> _Brief_
Copy each line of the listing below exactly.

> _Task input_
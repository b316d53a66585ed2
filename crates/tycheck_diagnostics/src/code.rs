//! Numeric diagnostic codes, displayed with the `TS` prefix.

use serde::{Deserialize, Serialize};
use std::fmt;

/// A diagnostic code such as `TS1005`.
///
/// The numbers follow the TypeScript compiler's catalogue so that users and
/// tools that already know those codes can act on them.
#[derive(Clone, Copy, PartialEq, Eq, PartialOrd, Ord, Hash, Debug, Serialize, Deserialize)]
pub struct DiagnosticCode(pub u32);

impl DiagnosticCode {
    /// `Identifier expected.`
    pub const IDENTIFIER_EXPECTED: DiagnosticCode = DiagnosticCode(1003);
    /// `'{0}' expected.`
    pub const TOKEN_EXPECTED: DiagnosticCode = DiagnosticCode(1005);
    /// `Expression expected.`
    pub const EXPRESSION_EXPECTED: DiagnosticCode = DiagnosticCode(1109);
    /// `Declaration or statement expected.`
    pub const DECLARATION_EXPECTED: DiagnosticCode = DiagnosticCode(1128);
    /// `Module '{0}' has no default export.`
    pub const NO_DEFAULT_EXPORT: DiagnosticCode = DiagnosticCode(1192);
    /// `Module '{0}' has no exported member '{1}'.`
    pub const NO_EXPORTED_MEMBER: DiagnosticCode = DiagnosticCode(2305);
    /// `Cannot find module '{0}' or its corresponding type declarations.`
    pub const CANNOT_FIND_MODULE: DiagnosticCode = DiagnosticCode(2307);
    /// `A module cannot have multiple default exports.`
    pub const MULTIPLE_DEFAULT_EXPORTS: DiagnosticCode = DiagnosticCode(2528);
    /// `Expected corresponding JSX closing tag for '{0}'.`
    pub const JSX_CLOSING_TAG_MISMATCH: DiagnosticCode = DiagnosticCode(17002);
    /// `'require' call may be converted to an import.`
    pub const REQUIRE_TO_IMPORT: DiagnosticCode = DiagnosticCode(80005);

    /// Returns the raw number.
    pub fn number(self) -> u32 {
        self.0
    }
}

impl fmt::Display for DiagnosticCode {
    fn fmt(&self, f: &mut fmt::Formatter<'_>) -> fmt::Result {
        write!(f, "TS{}", self.0)
    }
}
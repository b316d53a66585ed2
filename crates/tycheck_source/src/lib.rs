//! Source text management, span tracking, and line/column resolution.
//!
//! This crate provides the [`SourceDb`] that holds the text of every file a
//! diagnostic points into, [`FileId`] and [`Span`] types for byte ranges, and
//! [`ResolvedSpan`] for converting byte offsets to 1-based line/column
//! coordinates.

#![warn(missing_docs)]

pub mod file_id;
pub mod resolved_span;
pub mod source_db;
pub mod source_file;
pub mod span;

pub use file_id::FileId;
pub use resolved_span::ResolvedSpan;
pub use source_db::SourceDb;
pub use source_file::SourceFile;
pub use span::Span;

> _Result_
repository b316d53a66585ed2
filename crates/tycheck_diagnostics/src/code.rs
//! Numeric diagnostic codes, displayed with the `TS` prefix.

use serde::{Deserialize, Serialize};
use std::fmt;

/// A diagnostic code such as `TS1005`.
///
/// The numbers follow the TypeScript compiler's catalogue so that users and
/// tools that already know those codes can act on them.
#[derive(Clone, Copy, PartialEq, Eq, PartialOrd, Ord, Hash, Debug, Serialize, Deserialize)]
pub struct DiagnosticCode(pub u32);

impl DiagnosticCode {
    /// `Identifier expected.`
    pub const IDENTIFIER_EXPECTED: DiagnosticCode = DiagnosticCode(1003);
    /// `'{0}' expected.`
    pub const TOKEN_EXPECTED: DiagnosticCode = DiagnosticCode(1005);
    /// `Expression expected.`
    pub const EXPRESSION_EXPECTED: DiagnosticCode = DiagnosticCode(1109);
    /// `Declaration or statement expected.`
    pub const DECLARATION_EXPECTED: DiagnosticCode = DiagnosticCode(1128);
    /// `Module '{0}' has no default export.`
    pub const NO_DEFAULT_EXPORT: DiagnosticCode = DiagnosticCode(1192);
    /// `Module '{0}' has no exported member '{1}'.`
    pub const NO_EXPORTED_MEMBER: DiagnosticCode = DiagnosticCode(2305);
    /// `Cannot find module '{0}' or its corresponding type declarations.`
    pub const CANNOT_FIND_MODULE: DiagnosticCode = DiagnosticCode(2307);
    /// `A module cannot have multiple default exports.`
    pub const MULTIPLE_DEFAULT_EXPORTS: DiagnosticCode = DiagnosticCode(2528);
    /// `Expected corresponding JSX closing tag for '{0}'.`
    pub const JSX_CLOSING_TAG_MISMATCH: DiagnosticCode = DiagnosticCode(17002);
    /// `'require' call may be converted to an import.`
    pub const REQUIRE_TO_IMPORT: DiagnosticCode = DiagnosticCode(80005);

    /// Returns the raw number.
    pub fn number(self) -> u32 {
        self.0
    }
}

impl fmt::Display for DiagnosticCode {
    fn fmt(&self, f: &mut fmt::Formatter<'_>) -> fmt::Result {
        write!(f, "TS{}", self.0)
    }
}
repository b316d53a66585ed2
filename crates/tycheck_source/src/lib.rs
//! Source text management, span tracking, and line/column resolution.
//!
//! This crate provides the [`SourceDb`] that holds the text of every file a
//! diagnostic points into, [`FileId`] and [`Span`] types for byte ranges, and
//! [`ResolvedSpan`] for converting byte offsets to 1-based line/column
//! coordinates.

#![warn(missing_docs)]

pub mod file_id;
pub mod resolved_span;
pub mod source_db;
pub mod source_file;
pub mod span;

pub use file_id::FileId;
pub use resolved_span::ResolvedSpan;
pub use source_db::SourceDb;
pub use source_file::SourceFile;
pub use span::Span;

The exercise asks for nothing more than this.